Clearly, the distinctions between SCADA, DCS, PLC, PAC, HMI, MES and other technology categories and application spaces will become even less defined and less important as these technologies and applications continue to merge via the adoption of common industry standards and commercial IT technologies and approaches.
SCADA vs. DCS
While the line between SCADA and DCS appears to be blurring a bit, some important distinctions remain.
“Distributed Control Systems are very deterministic in nature. SCADA operates in a less deterministic, ‘select before operate,’ environment, where the control will periodically time out or deactivate for safety or security reasons. You’d almost never see that happen in a deterministic DCS,” says Invensys’ Chmilewski. “Another distinction is that, with SCADA, the hardware and software can be separate platforms. With a DCS, the hardware and software are bound together into one platform. Most SCADA today still deals with out-of-plant activities, often across widely distributed assets. However, it’s not uncommon for a SCADA system to sit over and provide supervisory functions for multiple different in-plant systems, such as process control, HVAC and laboratory systems,” says Chmilewski.
Wonderare’s Ballina adds, “Distributed control systems are very process-centric and focus on controlling the process. SCADA systems are more data-centric and focus on gathering data while performing supervisory control only. DCSs are permanently connected to their associated hardware, which is typically in one location. SCADA systems connect to widely distributed equipment and are better designed to deal with low bandwidth intermittent communications.”
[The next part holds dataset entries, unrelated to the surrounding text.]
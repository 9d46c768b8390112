//! # configs
//!
//! Layered configuration for the Inkwell server.
//!
//! Sources, later ones winning:
//! 1. built-in defaults
//! 2. `config/default.toml` (optional)
//! 3. `config/<INKWELL_ENV>.toml` (optional)
//! 4. `INKWELL__SECTION__KEY` environment variables
//!
//! The binaries load `.env` into the process environment before calling
//! [`AppConfig::from_dir`].

use std::path::{Path, PathBuf};

use config::{Config, Environment, File};
use secrecy::SecretString;
use serde::Deserialize;
use thiserror::Error;

const ENV_PREFIX: &str = "INKWELL";

#[derive(Debug, Error)]
pub enum ConfigError {
    #[error("failed to load configuration: {0}")]
    Load(#[from] config::ConfigError),
    #[error("invalid configuration: {0}")]
    Invalid(String),
}

#[derive(Debug, Deserialize)]
pub struct AppConfig {
    #[serde(default)]
    pub server: ServerConfig,
    #[serde(default)]
    pub log: LogConfig,
    #[serde(default)]
    pub site: SiteConfig,
    #[serde(default)]
    pub hooks: HooksConfig,
    #[serde(default)]
    pub storage: StorageConfig,
    #[serde(default)]
    pub auth: AuthConfig,
    #[serde(default)]
    pub gemini: GeminiConfig,
    #[serde(default)]
    pub images: ImagesConfig,
    #[serde(default)]
    pub mail: MailConfig,
}

#[derive(Debug, Deserialize)]
#[serde(default)]
pub struct ServerConfig {
    pub host: String,
    pub port: u16,
}

impl Default for ServerConfig {
    fn default() -> Self {
        Self {
            host: "127.0.0.1".to_string(),
            port: 8090,
        }
    }
}

impl ServerConfig {
    pub fn bind_addr(&self) -> String {
        format!("{}:{}", self.host, self.port)
    }
}

#[derive(Debug, Clone, Copy, PartialEq, Eq, Deserialize)]
#[serde(rename_all = "lowercase")]
pub enum LogFormat {
    Pretty,
    Json,
}

#[derive(Debug, Deserialize)]
#[serde(default)]
pub struct LogConfig {
    /// Default filter directive; `RUST_LOG` overrides it.
    pub level: String,
    pub format: LogFormat,
}

impl Default for LogConfig {
    fn default() -> Self {
        Self {
            level: "info".to_string(),
            format: LogFormat::Pretty,
        }
    }
}

/// Seed values for the live application settings.
#[derive(Debug, Deserialize)]
#[serde(default)]
pub struct SiteConfig {
    pub app_name: String,
    pub app_url: String,
    pub sender_name: String,
    pub sender_address: String,
}

impl Default for SiteConfig {
    fn default() -> Self {
        Self {
            app_name: "Inkwell".to_string(),
            app_url: "http://127.0.0.1:8090".to_string(),
            sender_name: "Support".to_string(),
            sender_address: "support@example.com".to_string(),
        }
    }
}

#[derive(Debug, Deserialize)]
#[serde(default)]
pub struct HooksConfig {
    /// Static JSON document served by `GET /api/config`
    pub config_path: PathBuf,
    /// Host-injected variable echoed by `GET /api/hello`
    pub foo: String,
}

impl Default for HooksConfig {
    fn default() -> Self {
        Self {
            config_path: PathBuf::from("hooks/config.json"),
            foo: "bar".to_string(),
        }
    }
}

#[derive(Debug, Clone, Copy, PartialEq, Eq, Deserialize)]
#[serde(rename_all = "lowercase")]
pub enum StorageBackend {
    Memory,
    Postgres,
}

#[derive(Debug, Deserialize)]
#[serde(default)]
pub struct StorageConfig {
    pub backend: StorageBackend,
    pub database_url: Option<SecretString>,
    pub files_dir: PathBuf,
    /// JSON-lines audit file; audit entries go to the log when unset
    pub audit_log_path: Option<PathBuf>,
}

impl Default for StorageConfig {
    fn default() -> Self {
        Self {
            backend: StorageBackend::Memory,
            database_url: None,
            files_dir: PathBuf::from("data/storage"),
            audit_log_path: None,
        }
    }
}

#[derive(Debug, Deserialize)]
#[serde(default)]
pub struct AuthConfig {
    pub jwt_secret: Option<SecretString>,
    pub token_ttl_secs: u64,
}

impl Default for AuthConfig {
    fn default() -> Self {
        Self {
            jwt_secret: None,
            token_ttl_secs: 14 * 24 * 3600,
        }
    }
}

#[derive(Debug, Deserialize)]
#[serde(default)]
pub struct GeminiConfig {
    /// Used only when the `api_key_env` variable is unset at request time
    pub api_key: Option<SecretString>,
    pub api_key_env: String,
    pub model: String,
    pub base_url: String,
    pub timeout_secs: u64,
}

impl Default for GeminiConfig {
    fn default() -> Self {
        Self {
            api_key: None,
            api_key_env: "GEMINI_API_KEY".to_string(),
            model: "gemini-2.0-flash".to_string(),
            base_url: "https://generativelanguage.googleapis.com".to_string(),
            timeout_secs: 120,
        }
    }
}

#[derive(Debug, Deserialize)]
#[serde(default)]
pub struct ImagesConfig {
    pub base_url: String,
    pub max_count: usize,
}

impl Default for ImagesConfig {
    fn default() -> Self {
        Self {
            base_url: "https://picsum.photos".to_string(),
            max_count: 4,
        }
    }
}

#[derive(Debug, Clone, Copy, PartialEq, Eq, Deserialize)]
#[serde(rename_all = "lowercase")]
pub enum MailTransport {
    Log,
    Http,
}

#[derive(Debug, Deserialize)]
#[serde(default)]
pub struct MailConfig {
    pub transport: MailTransport,
    pub relay_url: Option<String>,
}

impl Default for MailConfig {
    fn default() -> Self {
        Self {
            transport: MailTransport::Log,
            relay_url: None,
        }
    }
}

impl AppConfig {
    /// Loads `<dir>/default.toml` and `<dir>/<profile>.toml`, optionally
    /// overlaid with `INKWELL__*` environment variables.
    pub fn from_dir(dir: &Path, profile: &str, with_env: bool) -> Result<Self, ConfigError> {
        let mut builder = Config::builder()
            .add_source(File::from(dir.join("default.toml")).required(false))
            .add_source(File::from(dir.join(format!("{profile}.toml"))).required(false));
        if with_env {
            builder = builder.add_source(
                Environment::with_prefix(ENV_PREFIX)
                    .separator("__")
                    .try_parsing(true),
            );
        }

        let config: AppConfig = builder.build()?.try_deserialize()?;
        config.validate()?;
        Ok(config)
    }

    fn validate(&self) -> Result<(), ConfigError> {
        if self.auth.jwt_secret.is_none() {
            return Err(ConfigError::Invalid("auth.jwt_secret is required".into()));
        }
        if self.storage.backend == StorageBackend::Postgres && self.storage.database_url.is_none() {
            return Err(ConfigError::Invalid(
                "storage.database_url is required for the postgres backend".into(),
            ));
        }
        if self.mail.transport == MailTransport::Http && self.mail.relay_url.is_none() {
            return Err(ConfigError::Invalid(
                "mail.relay_url is required for the http transport".into(),
            ));
        }
        if self.images.max_count > 4 {
            return Err(ConfigError::Invalid(
                "images.max_count cannot exceed 4 attachments per post".into(),
            ));
        }
        Ok(())
    }
}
ABB’s Quesada explains the differences between DCS and SCADA as follows:
While a DCS will typically have a relatively small number of I/O concentrated at a single site, a SCADA system will typically have a large number of I/O spread over multiple sites. A DCS is controller-centric, and those controllers will typically be made by the DCS vendor; SCADA is system-centric and can communicate with many different brands of RTUs and PLCs. A DCS is designed to communicate with controllers over a high-speed network; SCADA is designed to communicate over many different communications media and often at low speeds. DCSs are designed for very fast data acquisition (measured in milliseconds); SCADA data acquisition operates at moderate speeds (measured in seconds). The respective approaches to fault-tolerance and recovery also differ. DCSs have redundant hot servers, preventing disruption in the event of switchover. With SCADA systems, the redundant server will be in standby mode, requiring seconds to switchover. Unlike most DCSs, SCADA systems also have the ability to buffer data locally when communications are interrupted, enabling the upper level SCADA station catch up with no data loss once communications are restored. This is known as “store and forth of data.”